Content starts
// ===============================
// src/http.rs
// ===============================
//
// Typed JSON client for the POS backend.
// - every call: build url -> send -> status -> body text -> decode
// - 204 / empty body decodes to `None` (callers that expect a body get Parse)
// - bearer token is shared between clones, so a login updates every repository
//
use std::sync::{Arc, RwLock};
use std::time::Instant;

use reqwest::{Method, RequestBuilder, StatusCode};
use serde::{de::DeserializeOwned, Serialize};
use url::Url;

use crate::error::{ApiError, Result};
use crate::metrics::{route_label, HTTP_LATENCY, HTTP_REQUESTS};

#[derive(Clone)]
pub struct ApiClient {
    http: reqwest::Client,
    base: Url,
    token: Arc<RwLock<Option<String>>>,
}

impl ApiClient {
    pub fn new(base_url: &str) -> Result<Self> {
        // trailing slash so `join` keeps any path prefix of the base
        let mut base = Url::parse(base_url.trim_end_matches('/'))?;
        if !base.path().ends_with('/') {
            let p = format!("{}/", base.path());
            base.set_path(&p);
        }
        Ok(Self {
            http: reqwest::Client::new(),
            base,
            token: Arc::new(RwLock::new(None)),
        })
    }

    pub fn with_token(self, token: Option<String>) -> Self {
        self.set_token(token);
        self
    }

    pub fn set_token(&self, token: Option<String>) {
        if let Ok(mut slot) = self.token.write() {
            *slot = token;
        }
    }

    pub fn token(&self) -> Option<String> {
        self.token.read().ok().and_then(|t| t.clone())
    }

    pub fn base_url(&self) -> &Url {
        &self.base
    }

    /// Raw reqwest client (no auth), used for presigned uploads.
    pub fn raw(&self) -> &reqwest::Client {
        &self.http
    }

    pub fn url(&self, path: &str) -> Result<Url> {
        Ok(self.base.join(path.trim_start_matches('/'))?)
    }

    fn request(&self, method: Method, path: &str) -> Result<RequestBuilder> {
        let url = self.url(path)?;
        let rb = self.http.request(method, url);
        Ok(match self.token() {
            Some(t) => rb.bearer_auth(t),
            None => rb,
        })
    }

    pub async fn get<T: DeserializeOwned>(&self, path: &str) -> Result<T> {
        let rb = self.request(Method::GET, path)?;
        required(self.execute(rb, Method::GET, path).await?)
    }

    /// GET where "no content" is a valid answer.
    pub async fn get_optional<T: DeserializeOwned>(&self, path: &str) -> Result<Option<T>> {
        let rb = self.request(Method::GET, path)?;
        self.execute(rb, Method::GET, path).await
    }

    /// Query GET where "no content" is a valid answer.
    pub async fn get_query_optional<T, Q>(&self, path: &str, query: &Q) -> Result<Option<T>>
    where
        T: DeserializeOwned,
        Q: Serialize + ?Sized,
    {
        let rb = self.request(Method::GET, path)?.query(query);
        self.execute(rb, Method::GET, path).await
    }

    pub async fn post<B, T>(&self, path: &str, body: &B) -> Result<T>
    where
        B: Serialize + ?Sized,
        T: DeserializeOwned,
    {
        let rb = self.request(Method::POST, path)?.json(body);
        required(self.execute(rb, Method::POST, path).await?)
    }

    pub async fn put<B, T>(&self, path: &str, body: &B) -> Result<T>
    where
        B: Serialize + ?Sized,
        T: DeserializeOwned,
    {
        let rb = self.request(Method::PUT, path)?.json(body);
        required(self.execute(rb, Method::PUT, path).await?)
    }

    pub async fn delete(&self, path: &str) -> Result<()> {
        let rb = self.request(Method::DELETE, path)?;
        self.execute::<serde_json::Value>(rb, Method::DELETE, path)
            .await
            .map(|_| ())
    }

    async fn execute<T: DeserializeOwned>(
        &self,
        rb: RequestBuilder,
        method: Method,
        path: &str,
    ) -> Result<Option<T>> {
        let route = route_label(path);
        let started = Instant::now();
        let resp = rb.send().await;
        HTTP_LATENCY.observe(started.elapsed().as_secs_f64() * 1000.0);

        match resp {
            Ok(rsp) if rsp.status().is_success() => {
                let code = rsp.status();
                HTTP_REQUESTS
                    .with_label_values(&[method.as_str(), &route, code.as_str()])
                    .inc();
                let body = rsp.text().await.map_err(ApiError::Network)?;
                tracing::debug!(%method, %route, %code, "request ok");
                decode_body(code, &body)
            }
            Ok(rsp) => {
                let code = rsp.status();
                HTTP_REQUESTS
                    .with_label_values(&[method.as_str(), &route, code.as_str()])
                    .inc();
                let body = rsp.text().await.unwrap_or_default();
                tracing::warn!(%method, %route, %code, %body, "request failed");
                Err(ApiError::from_response(code, &body))
            }
            Err(e) => {
                HTTP_REQUESTS
                    .with_label_values(&[method.as_str(), &route, "network"])
                    .inc();
                tracing::error!(?e, %method, %route, "request send err");
                Err(ApiError::Network(e))
            }
        }
    }
}

fn decode_body<T: DeserializeOwned>(code: StatusCode, body: &str) -> Result<Option<T>> {
    if code == StatusCode::NO_CONTENT || body.trim().is_empty() || body.trim() == "null" {
        return Ok(None);
    }
    serde_json::from_str(body).map(Some).map_err(ApiError::from)
}

fn required<T>(v: Option<T>) -> Result<T> {
    v.ok_or_else(|| ApiError::Parse("empty response body".to_string()))
}

/// Encode a free-form value for use as one path segment.
pub fn segment(v: &str) -> String {
    urlencoding::encode(v).into_owned()
}

#[cfg(test)]
mod tests {
    use super::*;

    #[test]
    fn join_keeps_base_prefix() {
        let api = ApiClient::new("https://pos.example.com/backend/").unwrap();
        assert_eq!(
            api.url("/api/cashbox/open").unwrap().as_str(),
            "https://pos.example.com/backend/api/cashbox/open"
        );
        let api = ApiClient::new("http://localhost:8080").unwrap();
        assert_eq!(
            api.url("api/stores/3").unwrap().as_str(),
            "http://localhost:8080/api/stores/3"
        );
    }

    #[test]
    fn bad_base_url_is_config_error() {
        assert!(matches!(ApiClient::new("not a url"), Err(ApiError::Config(_))));
    }

    #[test]
    fn empty_bodies_decode_to_none() {
        let v: Option<serde_json::Value> = decode_body(StatusCode::NO_CONTENT, "").unwrap();
        assert!(v.is_none());
        let v: Option<serde_json::Value> = decode_body(StatusCode::OK, "  ").unwrap();
        assert!(v.is_none());
        let v: Option<serde_json::Value> = decode_body(StatusCode::OK, "null").unwrap();
        assert!(v.is_none());
        let v: Option<u32> = decode_body(StatusCode::OK, "5").unwrap();
        assert_eq!(v, Some(5));
        assert!(matches!(
            decode_body::<u32>(StatusCode::OK, "{"),
            Err(ApiError::Parse(_))
        ));
    }

    #[test]
    fn token_is_shared_between_clones() {
        let api = ApiClient::new("http://localhost:8080").unwrap();
        let repo_view = api.clone();
        api.set_token(Some("abc".into()));
        assert_eq!(repo_view.token().as_deref(), Some("abc"));
        repo_view.set_token(None);
        assert_eq!(api.token(), None);
    }

    #[test]
    fn segments_are_encoded() {
        assert_eq!(segment("a b/c"), "a%20b%2Fc");
    }
}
Content ends
Extract the complete listing verbatim.

// ===============================
// src/http.rs
// ===============================
//
// Typed JSON client for the POS backend.
// - every call: build url -> send -> status -> body text -> decode
// - 204 / empty body decodes to `None` (callers that expect a body get Parse)
// - bearer token is shared between clones, so a login updates every repository
//
use std::sync::{Arc, RwLock};
use std::time::Instant;

use reqwest::{Method, RequestBuilder, StatusCode};
use serde::{de::DeserializeOwned, Serialize};
use url::Url;

use crate::error::{ApiError, Result};
use crate::metrics::{route_label, HTTP_LATENCY, HTTP_REQUESTS};

#[derive(Clone)]
pub struct ApiClient {
    http: reqwest::Client,
    base: Url,
    token: Arc<RwLock<Option<String>>>,
}

impl ApiClient {
    pub fn new(base_url: &str) -> Result<Self> {
        // trailing slash so `join` keeps any path prefix of the base
        let mut base = Url::parse(base_url.trim_end_matches('/'))?;
        if !base.path().ends_with('/') {
            let p = format!("{}/", base.path());
            base.set_path(&p);
        }
        Ok(Self {
            http: reqwest::Client::new(),
            base,
            token: Arc::new(RwLock::new(None)),
        })
    }

    pub fn with_token(self, token: Option<String>) -> Self {
        self.set_token(token);
        self
    }

    pub fn set_token(&self, token: Option<String>) {
        if let Ok(mut slot) = self.token.write() {
            *slot = token;
        }
    }

    pub fn token(&self) -> Option<String> {
        self.token.read().ok().and_then(|t| t.clone())
    }

    pub fn base_url(&self) -> &Url {
        &self.base
    }

    /// Raw reqwest client (no auth), used for presigned uploads.
    pub fn raw(&self) -> &reqwest::Client {
        &self.http
    }

    pub fn url(&self, path: &str) -> Result<Url> {
        Ok(self.base.join(path.trim_start_matches('/'))?)
    }

    fn request(&self, method: Method, path: &str) -> Result<RequestBuilder> {
        let url = self.url(path)?;
        let rb = self.http.request(method, url);
        Ok(match self.token() {
            Some(t) => rb.bearer_auth(t),
            None => rb,
        })
    }

    pub async fn get<T: DeserializeOwned>(&self, path: &str) -> Result<T> {
        let rb = self.request(Method::GET, path)?;
        required(self.execute(rb, Method::GET, path).await?)
    }

    /// GET where "no content" is a valid answer.
    pub async fn get_optional<T: DeserializeOwned>(&self, path: &str) -> Result<Option<T>> {
        let rb = self.request(Method::GET, path)?;
        self.execute(rb, Method::GET, path).await
    }

    /// Query GET where "no content" is a valid answer.
    pub async fn get_query_optional<T, Q>(&self, path: &str, query: &Q) -> Result<Option<T>>
    where
        T: DeserializeOwned,
        Q: Serialize + ?Sized,
    {
        let rb = self.request(Method::GET, path)?.query(query);
        self.execute(rb, Method::GET, path).await
    }

    pub async fn post<B, T>(&self, path: &str, body: &B) -> Result<T>
    where
        B: Serialize + ?Sized,
        T: DeserializeOwned,
    {
        let rb = self.request(Method::POST, path)?.json(body);
        required(self.execute(rb, Method::POST, path).await?)
    }

    pub async fn put<B, T>(&self, path: &str, body: &B) -> Result<T>
    where
        B: Serialize + ?Sized,
        T: DeserializeOwned,
    {
        let rb = self.request(Method::PUT, path)?.json(body);
        required(self.execute(rb, Method::PUT, path).await?)
    }

    pub async fn delete(&self, path: &str) -> Result<()> {
        let rb = self.request(Method::DELETE, path)?;
        self.execute::<serde_json::Value>(rb, Method::DELETE, path)
            .await
            .map(|_| ())
    }

    async fn execute<T: DeserializeOwned>(
        &self,
        rb: RequestBuilder,
        method: Method,
        path: &str,
    ) -> Result<Option<T>> {
        let route = route_label(path);
        let started = Instant::now();
        let resp = rb.send().await;
        HTTP_LATENCY.observe(started.elapsed().as_secs_f64() * 1000.0);

        match resp {
            Ok(rsp) if rsp.status().is_success() => {
                let code = rsp.status();
                HTTP_REQUESTS
                    .with_label_values(&[method.as_str(), &route, code.as_str()])
                    .inc();
                let body = rsp.text().await.map_err(ApiError::Network)?;
                tracing::debug!(%method, %route, %code, "request ok");
                decode_body(code, &body)
            }
            Ok(rsp) => {
                let code = rsp.status();
                HTTP_REQUESTS
                    .with_label_values(&[method.as_str(), &route, code.as_str()])
                    .inc();
                let body = rsp.text().await.unwrap_or_default();
                tracing::warn!(%method, %route, %code, %body, "request failed");
                Err(ApiError::from_response(code, &body))
            }
            Err(e) => {
                HTTP_REQUESTS
                    .with_label_values(&[method.as_str(), &route, "network"])
                    .inc();
                tracing::error!(?e, %method, %route, "request send err");
                Err(ApiError::Network(e))
            }
        }
    }
}

fn decode_body<T: DeserializeOwned>(code: StatusCode, body: &str) -> Result<Option<T>> {
    if code == StatusCode::NO_CONTENT || body.trim().is_empty() || body.trim() == "null" {
        return Ok(None);
    }
    serde_json::from_str(body).map(Some).map_err(ApiError::from)
}

fn required<T>(v: Option<T>) -> Result<T> {
    v.ok_or_else(|| ApiError::Parse("empty response body".to_string()))
}

/// Encode a free-form value for use as one path segment.
pub fn segment(v: &str) -> String {
    urlencoding::encode(v).into_owned()
}

#[cfg(test)]
mod tests {
    use super::*;

    #[test]
    fn join_keeps_base_prefix() {
        let api = ApiClient::new("https://pos.example.com/backend/").unwrap();
        assert_eq!(
            api.url("/api/cashbox/open").unwrap().as_str(),
            "https://pos.example.com/backend/api/cashbox/open"
        );
        let api = ApiClient::new("http://localhost:8080").unwrap();
        assert_eq!(
            api.url("api/stores/3").unwrap().as_str(),
            "http://localhost:8080/api/stores/3"
        );
    }

    #[test]
    fn bad_base_url_is_config_error() {
        assert!(matches!(ApiClient::new("not a url"), Err(ApiError::Config(_))));
    }

    #[test]
    fn empty_bodies_decode_to_none() {
        let v: Option<serde_json::Value> = decode_body(StatusCode::NO_CONTENT, "").unwrap();
        assert!(v.is_none());
        let v: Option<serde_json::Value> = decode_body(StatusCode::OK, "  ").unwrap();
        assert!(v.is_none());
        let v: Option<serde_json::Value> = decode_body(StatusCode::OK, "null").unwrap();
        assert!(v.is_none());
        let v: Option<u32> = decode_body(StatusCode::OK, "5").unwrap();
        assert_eq!(v, Some(5));
        assert!(matches!(
            decode_body::<u32>(StatusCode::OK, "{"),
            Err(ApiError::Parse(_))
        ));
    }

    #[test]
    fn token_is_shared_between_clones() {
        let api = ApiClient::new("http://localhost:8080").unwrap();
        let repo_view = api.clone();
        api.set_token(Some("abc".into()));
        assert_eq!(repo_view.token().as_deref(), Some("abc"));
        repo_view.set_token(None);
        assert_eq!(api.token(), None);
    }

    #[test]
    fn segments_are_encoded() {
        assert_eq!(segment("a b/c"), "a%20b%2Fc");
    }
}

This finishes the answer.